[Dataset entries]

- - -

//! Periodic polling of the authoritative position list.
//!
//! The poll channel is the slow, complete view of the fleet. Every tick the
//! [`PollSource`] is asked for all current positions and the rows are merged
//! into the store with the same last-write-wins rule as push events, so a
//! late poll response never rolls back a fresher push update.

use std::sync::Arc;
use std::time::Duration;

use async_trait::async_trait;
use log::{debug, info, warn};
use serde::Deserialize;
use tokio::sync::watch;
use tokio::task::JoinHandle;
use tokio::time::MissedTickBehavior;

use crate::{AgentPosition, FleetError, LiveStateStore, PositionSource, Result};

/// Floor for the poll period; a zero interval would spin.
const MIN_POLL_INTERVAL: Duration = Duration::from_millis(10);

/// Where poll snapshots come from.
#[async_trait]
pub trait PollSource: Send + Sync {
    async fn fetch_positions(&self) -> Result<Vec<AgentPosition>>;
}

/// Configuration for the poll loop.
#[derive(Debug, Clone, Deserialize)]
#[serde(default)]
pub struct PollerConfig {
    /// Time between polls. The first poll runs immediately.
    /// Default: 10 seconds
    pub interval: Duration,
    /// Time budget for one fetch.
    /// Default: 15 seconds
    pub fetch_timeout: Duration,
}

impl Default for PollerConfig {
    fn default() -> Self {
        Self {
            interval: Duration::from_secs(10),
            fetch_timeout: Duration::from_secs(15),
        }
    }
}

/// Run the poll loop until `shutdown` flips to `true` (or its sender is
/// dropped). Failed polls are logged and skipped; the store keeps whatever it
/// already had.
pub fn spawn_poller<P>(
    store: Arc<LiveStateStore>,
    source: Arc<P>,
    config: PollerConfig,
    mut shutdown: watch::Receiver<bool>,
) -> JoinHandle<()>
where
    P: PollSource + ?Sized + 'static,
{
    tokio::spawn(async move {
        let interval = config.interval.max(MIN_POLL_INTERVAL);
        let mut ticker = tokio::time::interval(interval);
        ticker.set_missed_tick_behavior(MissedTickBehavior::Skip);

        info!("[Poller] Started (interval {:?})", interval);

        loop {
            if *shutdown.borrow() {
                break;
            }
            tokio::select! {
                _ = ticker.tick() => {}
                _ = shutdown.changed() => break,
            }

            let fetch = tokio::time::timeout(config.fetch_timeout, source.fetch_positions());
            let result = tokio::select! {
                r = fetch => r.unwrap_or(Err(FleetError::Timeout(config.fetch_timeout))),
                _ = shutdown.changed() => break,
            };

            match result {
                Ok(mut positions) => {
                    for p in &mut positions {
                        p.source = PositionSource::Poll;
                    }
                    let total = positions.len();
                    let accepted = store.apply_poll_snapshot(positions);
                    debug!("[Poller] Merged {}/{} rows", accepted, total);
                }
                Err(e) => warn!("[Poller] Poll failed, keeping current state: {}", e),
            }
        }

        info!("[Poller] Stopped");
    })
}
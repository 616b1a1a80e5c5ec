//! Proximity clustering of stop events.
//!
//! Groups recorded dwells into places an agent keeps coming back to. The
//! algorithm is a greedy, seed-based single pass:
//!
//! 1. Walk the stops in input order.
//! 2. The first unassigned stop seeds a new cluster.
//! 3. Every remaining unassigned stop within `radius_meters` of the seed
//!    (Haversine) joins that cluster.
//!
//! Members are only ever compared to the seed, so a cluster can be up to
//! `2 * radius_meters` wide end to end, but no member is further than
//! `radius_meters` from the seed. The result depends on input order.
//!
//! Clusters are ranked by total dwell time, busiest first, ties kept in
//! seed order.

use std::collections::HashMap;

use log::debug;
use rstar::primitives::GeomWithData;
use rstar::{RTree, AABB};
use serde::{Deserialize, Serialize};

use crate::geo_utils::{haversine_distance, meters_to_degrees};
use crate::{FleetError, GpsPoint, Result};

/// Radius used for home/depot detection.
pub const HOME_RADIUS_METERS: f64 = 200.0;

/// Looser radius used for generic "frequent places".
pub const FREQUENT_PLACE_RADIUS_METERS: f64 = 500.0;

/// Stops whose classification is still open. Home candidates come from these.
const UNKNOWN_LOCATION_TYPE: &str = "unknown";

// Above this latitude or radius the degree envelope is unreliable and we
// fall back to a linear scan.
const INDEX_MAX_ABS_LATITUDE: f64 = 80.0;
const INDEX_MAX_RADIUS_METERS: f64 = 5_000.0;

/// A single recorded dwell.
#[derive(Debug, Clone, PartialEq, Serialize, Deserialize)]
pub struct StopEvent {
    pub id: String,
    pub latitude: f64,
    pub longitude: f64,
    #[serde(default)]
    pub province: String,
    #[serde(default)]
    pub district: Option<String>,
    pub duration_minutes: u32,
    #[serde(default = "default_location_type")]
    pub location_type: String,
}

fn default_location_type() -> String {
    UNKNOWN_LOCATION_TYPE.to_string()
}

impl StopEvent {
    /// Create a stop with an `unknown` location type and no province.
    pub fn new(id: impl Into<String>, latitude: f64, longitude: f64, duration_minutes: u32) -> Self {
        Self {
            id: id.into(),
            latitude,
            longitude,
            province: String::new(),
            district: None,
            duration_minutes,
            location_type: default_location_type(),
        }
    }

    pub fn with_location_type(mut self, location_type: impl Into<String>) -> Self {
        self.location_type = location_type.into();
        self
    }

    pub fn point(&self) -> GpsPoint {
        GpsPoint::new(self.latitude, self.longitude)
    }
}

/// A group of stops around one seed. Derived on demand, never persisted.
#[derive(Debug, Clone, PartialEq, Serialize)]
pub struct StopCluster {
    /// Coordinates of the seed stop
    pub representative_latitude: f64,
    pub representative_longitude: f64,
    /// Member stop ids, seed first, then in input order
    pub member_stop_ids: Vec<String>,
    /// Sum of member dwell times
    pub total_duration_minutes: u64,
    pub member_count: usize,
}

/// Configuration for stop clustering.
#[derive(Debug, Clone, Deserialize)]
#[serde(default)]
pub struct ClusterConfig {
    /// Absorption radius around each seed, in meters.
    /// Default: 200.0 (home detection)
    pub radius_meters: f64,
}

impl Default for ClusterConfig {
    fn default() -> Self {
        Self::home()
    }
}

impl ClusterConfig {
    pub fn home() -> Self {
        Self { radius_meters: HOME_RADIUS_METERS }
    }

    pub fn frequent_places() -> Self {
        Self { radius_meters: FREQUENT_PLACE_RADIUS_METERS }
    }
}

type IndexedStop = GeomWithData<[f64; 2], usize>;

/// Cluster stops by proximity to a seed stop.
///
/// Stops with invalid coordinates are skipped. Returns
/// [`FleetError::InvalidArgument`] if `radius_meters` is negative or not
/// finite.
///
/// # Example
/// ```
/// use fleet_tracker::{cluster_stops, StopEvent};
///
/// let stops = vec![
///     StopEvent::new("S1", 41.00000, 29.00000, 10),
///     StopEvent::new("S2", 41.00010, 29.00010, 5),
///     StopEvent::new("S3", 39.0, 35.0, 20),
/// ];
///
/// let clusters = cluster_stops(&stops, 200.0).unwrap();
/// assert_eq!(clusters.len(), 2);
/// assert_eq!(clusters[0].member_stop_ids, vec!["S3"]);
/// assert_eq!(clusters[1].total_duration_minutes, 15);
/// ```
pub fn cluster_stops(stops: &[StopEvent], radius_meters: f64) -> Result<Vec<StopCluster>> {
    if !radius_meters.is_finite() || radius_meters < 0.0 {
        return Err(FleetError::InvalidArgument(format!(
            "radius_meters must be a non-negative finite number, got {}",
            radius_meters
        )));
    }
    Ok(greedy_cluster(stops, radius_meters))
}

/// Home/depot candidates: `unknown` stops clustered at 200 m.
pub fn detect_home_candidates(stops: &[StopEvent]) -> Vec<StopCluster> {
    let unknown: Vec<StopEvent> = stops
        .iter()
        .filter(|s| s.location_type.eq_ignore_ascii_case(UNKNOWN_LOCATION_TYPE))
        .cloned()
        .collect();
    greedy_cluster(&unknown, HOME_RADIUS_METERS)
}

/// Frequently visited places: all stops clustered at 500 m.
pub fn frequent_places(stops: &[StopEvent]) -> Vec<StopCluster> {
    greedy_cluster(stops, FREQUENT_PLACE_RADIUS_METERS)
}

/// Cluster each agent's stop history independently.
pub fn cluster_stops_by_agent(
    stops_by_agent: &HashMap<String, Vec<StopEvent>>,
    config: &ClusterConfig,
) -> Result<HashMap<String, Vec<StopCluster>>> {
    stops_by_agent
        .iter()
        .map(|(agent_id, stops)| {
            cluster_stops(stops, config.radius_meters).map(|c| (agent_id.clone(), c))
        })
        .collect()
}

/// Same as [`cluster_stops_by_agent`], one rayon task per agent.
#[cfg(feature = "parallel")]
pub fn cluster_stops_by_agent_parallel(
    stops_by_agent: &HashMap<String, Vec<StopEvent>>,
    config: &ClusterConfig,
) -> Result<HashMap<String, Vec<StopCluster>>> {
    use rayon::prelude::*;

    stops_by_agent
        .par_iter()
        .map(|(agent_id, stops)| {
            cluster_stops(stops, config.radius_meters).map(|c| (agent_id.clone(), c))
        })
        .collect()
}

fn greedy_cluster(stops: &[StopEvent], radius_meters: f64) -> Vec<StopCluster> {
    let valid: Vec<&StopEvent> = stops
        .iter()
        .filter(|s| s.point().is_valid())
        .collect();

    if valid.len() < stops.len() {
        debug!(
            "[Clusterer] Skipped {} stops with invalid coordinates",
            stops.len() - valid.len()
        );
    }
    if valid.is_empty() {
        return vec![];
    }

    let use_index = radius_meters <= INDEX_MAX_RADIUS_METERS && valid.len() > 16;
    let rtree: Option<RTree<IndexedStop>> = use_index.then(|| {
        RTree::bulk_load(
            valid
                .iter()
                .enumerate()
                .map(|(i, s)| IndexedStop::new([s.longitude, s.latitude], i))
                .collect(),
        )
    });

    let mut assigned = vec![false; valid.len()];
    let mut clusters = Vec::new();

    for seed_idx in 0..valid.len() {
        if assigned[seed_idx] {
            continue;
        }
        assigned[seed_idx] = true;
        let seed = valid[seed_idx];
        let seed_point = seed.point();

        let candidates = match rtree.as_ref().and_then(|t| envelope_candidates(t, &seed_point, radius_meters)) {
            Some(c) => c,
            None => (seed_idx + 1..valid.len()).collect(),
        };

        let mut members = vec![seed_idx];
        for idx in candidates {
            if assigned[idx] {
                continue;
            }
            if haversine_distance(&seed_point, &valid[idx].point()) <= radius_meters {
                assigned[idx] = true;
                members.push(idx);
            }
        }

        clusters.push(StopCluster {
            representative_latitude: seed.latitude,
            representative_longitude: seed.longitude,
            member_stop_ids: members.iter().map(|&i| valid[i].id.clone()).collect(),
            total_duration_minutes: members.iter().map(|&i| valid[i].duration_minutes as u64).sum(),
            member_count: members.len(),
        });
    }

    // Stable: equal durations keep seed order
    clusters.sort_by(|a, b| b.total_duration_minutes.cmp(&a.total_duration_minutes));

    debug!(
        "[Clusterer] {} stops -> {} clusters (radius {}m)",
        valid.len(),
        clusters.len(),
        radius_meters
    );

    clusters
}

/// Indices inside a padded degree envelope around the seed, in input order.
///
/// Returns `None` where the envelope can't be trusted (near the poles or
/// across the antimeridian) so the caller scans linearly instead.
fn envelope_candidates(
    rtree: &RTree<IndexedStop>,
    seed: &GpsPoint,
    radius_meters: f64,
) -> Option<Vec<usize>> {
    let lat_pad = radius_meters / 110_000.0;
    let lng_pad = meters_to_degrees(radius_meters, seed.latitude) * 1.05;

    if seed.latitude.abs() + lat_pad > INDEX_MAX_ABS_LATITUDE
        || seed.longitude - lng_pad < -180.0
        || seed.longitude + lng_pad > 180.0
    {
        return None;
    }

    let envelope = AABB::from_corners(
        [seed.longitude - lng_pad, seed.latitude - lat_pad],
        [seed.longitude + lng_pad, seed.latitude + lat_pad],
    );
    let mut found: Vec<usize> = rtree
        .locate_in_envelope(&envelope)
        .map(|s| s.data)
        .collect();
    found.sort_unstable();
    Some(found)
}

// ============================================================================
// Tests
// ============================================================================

- - -

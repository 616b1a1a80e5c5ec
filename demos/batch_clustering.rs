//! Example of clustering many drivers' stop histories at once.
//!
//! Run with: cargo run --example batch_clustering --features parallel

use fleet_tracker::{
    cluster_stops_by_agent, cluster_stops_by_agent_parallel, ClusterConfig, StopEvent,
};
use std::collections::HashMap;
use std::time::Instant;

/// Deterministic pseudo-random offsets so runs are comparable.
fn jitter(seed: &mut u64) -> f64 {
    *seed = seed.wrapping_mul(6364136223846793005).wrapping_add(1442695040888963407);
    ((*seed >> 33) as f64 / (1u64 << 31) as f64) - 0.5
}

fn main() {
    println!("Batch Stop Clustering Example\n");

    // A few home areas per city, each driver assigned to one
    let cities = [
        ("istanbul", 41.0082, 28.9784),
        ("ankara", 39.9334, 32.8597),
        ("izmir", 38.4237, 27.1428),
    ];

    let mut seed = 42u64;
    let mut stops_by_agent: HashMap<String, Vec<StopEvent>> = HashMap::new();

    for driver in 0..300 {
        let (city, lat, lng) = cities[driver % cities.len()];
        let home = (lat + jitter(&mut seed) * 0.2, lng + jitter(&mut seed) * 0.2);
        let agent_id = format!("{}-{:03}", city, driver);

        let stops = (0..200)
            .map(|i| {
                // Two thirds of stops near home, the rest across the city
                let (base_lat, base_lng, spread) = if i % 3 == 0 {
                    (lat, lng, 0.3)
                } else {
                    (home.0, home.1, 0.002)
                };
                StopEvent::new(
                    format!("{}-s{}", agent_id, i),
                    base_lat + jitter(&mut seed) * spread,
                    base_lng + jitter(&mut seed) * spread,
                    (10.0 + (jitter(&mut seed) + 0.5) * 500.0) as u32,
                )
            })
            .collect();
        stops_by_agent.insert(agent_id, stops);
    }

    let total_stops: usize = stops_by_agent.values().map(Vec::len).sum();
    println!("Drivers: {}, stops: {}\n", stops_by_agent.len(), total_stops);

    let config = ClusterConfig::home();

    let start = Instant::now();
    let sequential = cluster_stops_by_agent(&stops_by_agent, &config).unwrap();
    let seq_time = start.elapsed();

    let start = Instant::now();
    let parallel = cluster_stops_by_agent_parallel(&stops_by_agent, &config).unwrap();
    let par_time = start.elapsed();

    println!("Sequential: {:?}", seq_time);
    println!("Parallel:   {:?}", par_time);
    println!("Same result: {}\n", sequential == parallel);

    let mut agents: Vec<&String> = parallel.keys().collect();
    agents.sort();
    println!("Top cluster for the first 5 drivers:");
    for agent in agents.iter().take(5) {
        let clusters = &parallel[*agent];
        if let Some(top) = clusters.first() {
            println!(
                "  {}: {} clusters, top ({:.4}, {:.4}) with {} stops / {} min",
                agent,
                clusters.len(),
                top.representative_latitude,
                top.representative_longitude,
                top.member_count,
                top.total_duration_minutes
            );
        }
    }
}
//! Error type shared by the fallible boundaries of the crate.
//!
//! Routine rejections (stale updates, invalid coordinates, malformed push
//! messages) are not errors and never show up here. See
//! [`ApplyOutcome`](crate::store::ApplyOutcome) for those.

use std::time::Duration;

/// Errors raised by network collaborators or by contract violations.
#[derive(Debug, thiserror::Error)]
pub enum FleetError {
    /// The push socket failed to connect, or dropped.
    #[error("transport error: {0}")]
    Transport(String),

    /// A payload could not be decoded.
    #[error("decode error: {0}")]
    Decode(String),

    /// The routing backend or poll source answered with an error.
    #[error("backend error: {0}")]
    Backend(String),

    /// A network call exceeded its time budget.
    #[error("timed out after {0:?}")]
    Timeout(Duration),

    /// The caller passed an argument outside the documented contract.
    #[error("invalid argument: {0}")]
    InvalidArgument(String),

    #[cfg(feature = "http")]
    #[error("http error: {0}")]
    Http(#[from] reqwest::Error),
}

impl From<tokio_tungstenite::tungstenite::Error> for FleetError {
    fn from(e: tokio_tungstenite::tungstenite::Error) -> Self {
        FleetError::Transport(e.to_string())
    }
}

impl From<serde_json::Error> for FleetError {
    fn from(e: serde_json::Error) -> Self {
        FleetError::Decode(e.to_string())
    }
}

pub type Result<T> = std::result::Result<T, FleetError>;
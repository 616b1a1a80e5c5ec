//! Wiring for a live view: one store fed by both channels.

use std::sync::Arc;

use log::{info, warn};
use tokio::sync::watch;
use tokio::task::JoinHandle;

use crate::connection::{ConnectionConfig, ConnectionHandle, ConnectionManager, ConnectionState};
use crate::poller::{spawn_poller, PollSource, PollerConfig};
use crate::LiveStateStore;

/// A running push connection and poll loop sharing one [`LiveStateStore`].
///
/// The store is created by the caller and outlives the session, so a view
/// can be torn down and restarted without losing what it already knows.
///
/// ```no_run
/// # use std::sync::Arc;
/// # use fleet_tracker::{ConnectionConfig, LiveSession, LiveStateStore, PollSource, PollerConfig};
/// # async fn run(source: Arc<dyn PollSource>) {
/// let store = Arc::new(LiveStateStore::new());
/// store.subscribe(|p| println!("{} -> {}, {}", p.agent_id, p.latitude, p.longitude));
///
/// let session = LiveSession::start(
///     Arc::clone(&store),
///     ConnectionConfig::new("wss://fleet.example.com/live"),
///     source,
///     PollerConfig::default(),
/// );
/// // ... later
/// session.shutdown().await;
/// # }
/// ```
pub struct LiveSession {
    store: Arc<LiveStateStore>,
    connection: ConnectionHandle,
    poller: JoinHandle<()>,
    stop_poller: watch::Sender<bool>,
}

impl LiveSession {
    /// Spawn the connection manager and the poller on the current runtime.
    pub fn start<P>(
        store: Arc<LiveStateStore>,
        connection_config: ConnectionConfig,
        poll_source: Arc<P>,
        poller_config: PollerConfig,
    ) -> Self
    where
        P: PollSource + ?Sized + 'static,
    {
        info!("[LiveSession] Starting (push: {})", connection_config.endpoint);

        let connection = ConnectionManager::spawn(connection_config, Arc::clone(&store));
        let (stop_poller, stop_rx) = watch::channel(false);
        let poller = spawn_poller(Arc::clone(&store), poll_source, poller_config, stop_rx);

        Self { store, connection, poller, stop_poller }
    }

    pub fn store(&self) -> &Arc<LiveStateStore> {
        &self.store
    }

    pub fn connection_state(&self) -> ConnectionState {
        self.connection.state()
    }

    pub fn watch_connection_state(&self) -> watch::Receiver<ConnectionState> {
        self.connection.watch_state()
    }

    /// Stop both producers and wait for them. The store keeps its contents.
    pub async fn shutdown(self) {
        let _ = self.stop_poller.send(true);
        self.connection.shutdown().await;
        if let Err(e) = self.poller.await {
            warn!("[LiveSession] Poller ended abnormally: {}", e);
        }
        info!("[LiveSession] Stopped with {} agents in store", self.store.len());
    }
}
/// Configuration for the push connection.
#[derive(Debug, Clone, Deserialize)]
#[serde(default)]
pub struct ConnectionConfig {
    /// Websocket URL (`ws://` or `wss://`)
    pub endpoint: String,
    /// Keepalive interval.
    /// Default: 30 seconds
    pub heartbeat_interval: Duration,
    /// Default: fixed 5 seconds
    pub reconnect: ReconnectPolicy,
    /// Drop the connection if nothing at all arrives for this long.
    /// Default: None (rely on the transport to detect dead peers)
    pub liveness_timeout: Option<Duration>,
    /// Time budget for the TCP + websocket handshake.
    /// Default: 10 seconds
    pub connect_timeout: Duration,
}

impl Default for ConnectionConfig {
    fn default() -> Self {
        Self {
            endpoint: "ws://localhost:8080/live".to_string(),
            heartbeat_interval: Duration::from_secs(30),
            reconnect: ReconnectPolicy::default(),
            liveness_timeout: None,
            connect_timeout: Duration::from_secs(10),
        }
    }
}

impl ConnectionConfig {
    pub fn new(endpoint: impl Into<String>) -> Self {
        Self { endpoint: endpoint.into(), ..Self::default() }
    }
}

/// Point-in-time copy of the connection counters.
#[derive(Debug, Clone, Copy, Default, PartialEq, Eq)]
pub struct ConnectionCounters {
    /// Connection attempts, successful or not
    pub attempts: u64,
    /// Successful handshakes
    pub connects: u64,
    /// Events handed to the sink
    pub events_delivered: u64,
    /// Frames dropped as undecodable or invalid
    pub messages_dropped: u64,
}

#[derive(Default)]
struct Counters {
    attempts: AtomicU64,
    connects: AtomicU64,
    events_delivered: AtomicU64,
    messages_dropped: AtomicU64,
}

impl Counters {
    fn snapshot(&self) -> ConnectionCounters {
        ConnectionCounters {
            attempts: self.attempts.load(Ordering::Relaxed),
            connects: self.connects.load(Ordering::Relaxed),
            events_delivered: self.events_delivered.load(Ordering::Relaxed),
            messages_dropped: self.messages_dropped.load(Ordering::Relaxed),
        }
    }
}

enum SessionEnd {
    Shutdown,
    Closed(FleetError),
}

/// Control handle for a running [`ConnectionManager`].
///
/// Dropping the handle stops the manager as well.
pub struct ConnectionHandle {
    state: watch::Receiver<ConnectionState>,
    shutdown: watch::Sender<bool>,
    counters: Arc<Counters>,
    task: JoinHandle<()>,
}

- - -

▶ _TASK TO CARRY OUT_
Your answer should consist of the lines above that hold the word "PositionSource".

▶ _REPLY_
use crate::{AgentPosition, FleetError, LiveStateStore, PositionSource, Result};
                        p.source = PositionSource::Poll;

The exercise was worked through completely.